(The data):
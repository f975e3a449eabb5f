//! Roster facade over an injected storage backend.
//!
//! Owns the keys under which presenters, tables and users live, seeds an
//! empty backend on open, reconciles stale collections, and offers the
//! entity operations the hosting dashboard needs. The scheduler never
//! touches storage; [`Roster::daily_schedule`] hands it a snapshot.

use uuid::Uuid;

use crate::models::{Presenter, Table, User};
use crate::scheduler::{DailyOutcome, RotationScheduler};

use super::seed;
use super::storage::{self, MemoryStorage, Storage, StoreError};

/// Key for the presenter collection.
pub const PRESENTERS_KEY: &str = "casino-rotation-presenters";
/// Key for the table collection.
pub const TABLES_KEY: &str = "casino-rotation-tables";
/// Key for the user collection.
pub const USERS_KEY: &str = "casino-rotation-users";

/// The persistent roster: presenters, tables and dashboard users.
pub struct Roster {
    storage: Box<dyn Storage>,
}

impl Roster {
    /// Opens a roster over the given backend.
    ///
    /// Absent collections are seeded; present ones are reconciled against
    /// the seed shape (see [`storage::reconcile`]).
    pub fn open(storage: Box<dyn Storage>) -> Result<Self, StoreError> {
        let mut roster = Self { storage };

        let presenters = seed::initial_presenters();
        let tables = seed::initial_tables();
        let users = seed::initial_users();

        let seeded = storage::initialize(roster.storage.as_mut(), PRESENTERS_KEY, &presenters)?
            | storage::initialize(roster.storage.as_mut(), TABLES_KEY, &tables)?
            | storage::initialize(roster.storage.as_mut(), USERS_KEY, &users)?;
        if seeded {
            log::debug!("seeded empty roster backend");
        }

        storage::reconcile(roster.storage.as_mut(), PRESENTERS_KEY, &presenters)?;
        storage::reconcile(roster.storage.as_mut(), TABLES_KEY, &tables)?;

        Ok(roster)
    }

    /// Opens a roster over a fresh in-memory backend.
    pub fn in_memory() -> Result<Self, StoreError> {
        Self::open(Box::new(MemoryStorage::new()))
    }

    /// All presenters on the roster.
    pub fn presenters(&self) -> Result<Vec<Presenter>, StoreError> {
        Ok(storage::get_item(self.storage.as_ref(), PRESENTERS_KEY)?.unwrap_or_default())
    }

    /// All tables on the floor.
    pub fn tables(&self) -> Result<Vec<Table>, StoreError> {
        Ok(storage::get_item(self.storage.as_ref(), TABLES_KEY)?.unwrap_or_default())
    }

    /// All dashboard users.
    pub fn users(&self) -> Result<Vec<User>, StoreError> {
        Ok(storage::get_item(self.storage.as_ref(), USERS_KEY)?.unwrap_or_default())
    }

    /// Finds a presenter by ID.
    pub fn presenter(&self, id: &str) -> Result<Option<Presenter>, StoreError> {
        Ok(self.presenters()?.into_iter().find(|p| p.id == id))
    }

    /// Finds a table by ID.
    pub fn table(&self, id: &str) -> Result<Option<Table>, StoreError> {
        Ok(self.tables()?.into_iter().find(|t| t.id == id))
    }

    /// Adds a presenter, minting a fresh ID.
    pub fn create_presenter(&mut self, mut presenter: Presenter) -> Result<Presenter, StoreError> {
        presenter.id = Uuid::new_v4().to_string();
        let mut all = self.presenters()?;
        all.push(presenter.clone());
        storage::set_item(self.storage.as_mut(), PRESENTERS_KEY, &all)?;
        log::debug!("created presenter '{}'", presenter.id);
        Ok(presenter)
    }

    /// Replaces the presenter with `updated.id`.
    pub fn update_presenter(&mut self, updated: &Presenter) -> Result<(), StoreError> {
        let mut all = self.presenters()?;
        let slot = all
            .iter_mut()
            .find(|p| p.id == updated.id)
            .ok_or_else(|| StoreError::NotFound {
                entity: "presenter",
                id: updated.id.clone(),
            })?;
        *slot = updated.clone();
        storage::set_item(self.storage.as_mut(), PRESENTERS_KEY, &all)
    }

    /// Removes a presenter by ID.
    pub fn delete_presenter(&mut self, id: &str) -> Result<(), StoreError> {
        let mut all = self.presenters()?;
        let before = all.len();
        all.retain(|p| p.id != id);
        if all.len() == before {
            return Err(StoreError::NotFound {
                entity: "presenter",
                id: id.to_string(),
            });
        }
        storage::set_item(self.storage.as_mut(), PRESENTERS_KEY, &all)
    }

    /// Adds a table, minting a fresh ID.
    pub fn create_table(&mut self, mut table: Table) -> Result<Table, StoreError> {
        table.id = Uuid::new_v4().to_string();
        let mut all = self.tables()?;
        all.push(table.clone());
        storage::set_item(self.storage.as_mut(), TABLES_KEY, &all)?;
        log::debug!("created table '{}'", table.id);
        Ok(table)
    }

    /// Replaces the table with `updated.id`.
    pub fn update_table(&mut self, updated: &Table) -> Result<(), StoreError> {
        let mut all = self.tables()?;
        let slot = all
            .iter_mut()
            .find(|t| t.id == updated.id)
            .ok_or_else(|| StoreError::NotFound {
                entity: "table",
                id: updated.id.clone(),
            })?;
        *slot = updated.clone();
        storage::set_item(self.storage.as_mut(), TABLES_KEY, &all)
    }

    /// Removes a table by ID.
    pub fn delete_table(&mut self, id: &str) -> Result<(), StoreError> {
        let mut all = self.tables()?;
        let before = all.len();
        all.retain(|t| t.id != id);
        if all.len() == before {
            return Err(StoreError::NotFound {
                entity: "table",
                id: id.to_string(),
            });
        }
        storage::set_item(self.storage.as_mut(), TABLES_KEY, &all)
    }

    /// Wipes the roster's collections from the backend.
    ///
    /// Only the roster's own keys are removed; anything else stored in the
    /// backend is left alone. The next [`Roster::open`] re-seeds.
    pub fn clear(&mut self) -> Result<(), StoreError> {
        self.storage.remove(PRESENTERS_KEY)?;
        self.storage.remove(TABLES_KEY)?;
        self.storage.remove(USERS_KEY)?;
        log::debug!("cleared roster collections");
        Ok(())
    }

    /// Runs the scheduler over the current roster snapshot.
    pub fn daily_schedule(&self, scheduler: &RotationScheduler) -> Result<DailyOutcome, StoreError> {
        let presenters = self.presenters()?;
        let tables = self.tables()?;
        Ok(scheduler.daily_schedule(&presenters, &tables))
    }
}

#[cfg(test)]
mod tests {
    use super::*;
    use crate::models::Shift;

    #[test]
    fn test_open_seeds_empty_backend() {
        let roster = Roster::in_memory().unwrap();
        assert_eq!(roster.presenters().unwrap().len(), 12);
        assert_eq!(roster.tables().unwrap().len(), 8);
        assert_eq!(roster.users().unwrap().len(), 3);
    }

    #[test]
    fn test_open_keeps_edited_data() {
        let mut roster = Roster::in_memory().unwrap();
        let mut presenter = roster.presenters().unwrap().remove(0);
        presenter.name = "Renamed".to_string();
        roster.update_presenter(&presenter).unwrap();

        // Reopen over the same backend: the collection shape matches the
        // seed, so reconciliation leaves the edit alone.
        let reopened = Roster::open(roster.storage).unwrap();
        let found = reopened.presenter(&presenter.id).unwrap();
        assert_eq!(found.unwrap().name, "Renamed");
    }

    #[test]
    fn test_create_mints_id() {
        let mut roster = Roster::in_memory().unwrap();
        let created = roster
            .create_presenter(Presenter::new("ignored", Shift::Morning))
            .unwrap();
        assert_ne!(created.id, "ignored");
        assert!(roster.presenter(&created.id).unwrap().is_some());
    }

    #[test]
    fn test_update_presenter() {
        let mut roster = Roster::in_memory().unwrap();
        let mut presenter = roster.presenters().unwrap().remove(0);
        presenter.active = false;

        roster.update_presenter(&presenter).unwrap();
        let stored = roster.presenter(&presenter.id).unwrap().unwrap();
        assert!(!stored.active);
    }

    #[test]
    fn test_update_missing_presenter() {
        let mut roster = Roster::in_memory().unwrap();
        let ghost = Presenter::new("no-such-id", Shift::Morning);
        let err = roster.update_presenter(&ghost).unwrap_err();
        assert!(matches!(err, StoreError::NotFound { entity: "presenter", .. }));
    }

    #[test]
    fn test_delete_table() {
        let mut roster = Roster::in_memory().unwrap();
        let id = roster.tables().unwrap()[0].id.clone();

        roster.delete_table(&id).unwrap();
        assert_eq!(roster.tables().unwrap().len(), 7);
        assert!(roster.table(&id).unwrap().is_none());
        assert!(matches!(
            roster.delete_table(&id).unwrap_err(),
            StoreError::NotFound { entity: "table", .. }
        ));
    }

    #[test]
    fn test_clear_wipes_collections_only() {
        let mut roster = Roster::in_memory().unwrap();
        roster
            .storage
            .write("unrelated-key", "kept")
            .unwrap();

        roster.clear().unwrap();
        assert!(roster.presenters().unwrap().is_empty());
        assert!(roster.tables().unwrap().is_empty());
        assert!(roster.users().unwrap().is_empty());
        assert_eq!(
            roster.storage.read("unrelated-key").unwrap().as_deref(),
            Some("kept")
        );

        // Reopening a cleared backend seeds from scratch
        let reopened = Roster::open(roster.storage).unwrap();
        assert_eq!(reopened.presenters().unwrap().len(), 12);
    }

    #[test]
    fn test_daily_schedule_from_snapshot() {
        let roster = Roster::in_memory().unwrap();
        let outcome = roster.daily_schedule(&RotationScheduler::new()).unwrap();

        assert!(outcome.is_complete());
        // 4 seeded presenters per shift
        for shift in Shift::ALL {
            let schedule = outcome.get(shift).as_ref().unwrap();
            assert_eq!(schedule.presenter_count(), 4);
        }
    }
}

...

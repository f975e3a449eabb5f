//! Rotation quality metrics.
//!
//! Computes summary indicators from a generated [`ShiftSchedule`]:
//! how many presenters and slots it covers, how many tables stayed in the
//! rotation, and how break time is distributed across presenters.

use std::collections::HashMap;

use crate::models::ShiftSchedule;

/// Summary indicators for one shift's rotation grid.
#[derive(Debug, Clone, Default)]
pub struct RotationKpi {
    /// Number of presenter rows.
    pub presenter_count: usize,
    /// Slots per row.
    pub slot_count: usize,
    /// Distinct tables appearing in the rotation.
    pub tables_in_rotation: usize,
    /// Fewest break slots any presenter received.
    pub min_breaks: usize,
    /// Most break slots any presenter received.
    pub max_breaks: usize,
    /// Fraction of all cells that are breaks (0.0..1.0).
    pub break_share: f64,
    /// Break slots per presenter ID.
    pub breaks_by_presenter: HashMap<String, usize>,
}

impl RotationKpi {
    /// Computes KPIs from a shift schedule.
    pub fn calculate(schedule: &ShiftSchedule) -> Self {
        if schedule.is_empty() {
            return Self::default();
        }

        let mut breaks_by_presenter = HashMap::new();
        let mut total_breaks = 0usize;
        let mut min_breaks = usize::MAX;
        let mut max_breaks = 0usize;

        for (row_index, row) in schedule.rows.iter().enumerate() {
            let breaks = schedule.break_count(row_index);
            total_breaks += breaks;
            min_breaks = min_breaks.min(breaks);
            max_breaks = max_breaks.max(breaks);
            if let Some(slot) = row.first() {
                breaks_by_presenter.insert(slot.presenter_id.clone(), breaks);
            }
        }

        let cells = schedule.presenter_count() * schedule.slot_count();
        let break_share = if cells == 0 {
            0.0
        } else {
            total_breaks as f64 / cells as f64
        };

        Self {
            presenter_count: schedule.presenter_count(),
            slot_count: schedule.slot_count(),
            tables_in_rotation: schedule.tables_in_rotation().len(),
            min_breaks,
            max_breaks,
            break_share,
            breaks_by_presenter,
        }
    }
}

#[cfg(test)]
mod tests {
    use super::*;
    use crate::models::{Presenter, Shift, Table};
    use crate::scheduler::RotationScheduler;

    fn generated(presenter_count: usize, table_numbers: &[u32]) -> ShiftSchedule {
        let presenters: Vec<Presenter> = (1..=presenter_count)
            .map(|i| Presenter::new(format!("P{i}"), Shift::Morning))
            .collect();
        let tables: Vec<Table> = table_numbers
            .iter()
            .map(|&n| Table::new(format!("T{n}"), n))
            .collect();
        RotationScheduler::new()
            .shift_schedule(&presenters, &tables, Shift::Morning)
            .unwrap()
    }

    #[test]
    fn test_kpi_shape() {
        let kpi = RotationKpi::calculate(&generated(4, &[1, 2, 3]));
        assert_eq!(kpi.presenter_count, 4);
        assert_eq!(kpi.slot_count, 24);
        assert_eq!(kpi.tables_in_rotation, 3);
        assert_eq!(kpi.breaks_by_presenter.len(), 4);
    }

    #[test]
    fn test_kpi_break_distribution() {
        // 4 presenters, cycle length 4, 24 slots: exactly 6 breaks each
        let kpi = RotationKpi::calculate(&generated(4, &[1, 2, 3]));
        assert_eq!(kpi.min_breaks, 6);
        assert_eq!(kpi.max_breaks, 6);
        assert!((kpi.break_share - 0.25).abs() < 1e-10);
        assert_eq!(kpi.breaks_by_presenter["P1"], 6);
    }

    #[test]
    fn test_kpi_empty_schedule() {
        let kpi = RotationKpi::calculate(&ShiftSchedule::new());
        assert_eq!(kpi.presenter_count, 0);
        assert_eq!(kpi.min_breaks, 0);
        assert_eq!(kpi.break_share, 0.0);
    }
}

(What is being asked): As the answer, set down only the lines from the data above between the one holding "assert!(roster.presenter(&created.id).unwrap().is_some());" and the one holding "presenter.active = false;", inclusive, exactly as they read.

(Result for this task):
        assert!(roster.presenter(&created.id).unwrap().is_some());
    }

    #[test]
    fn test_update_presenter() {
        let mut roster = Roster::in_memory().unwrap();
        let mut presenter = roster.presenters().unwrap().remove(0);
        presenter.active = false;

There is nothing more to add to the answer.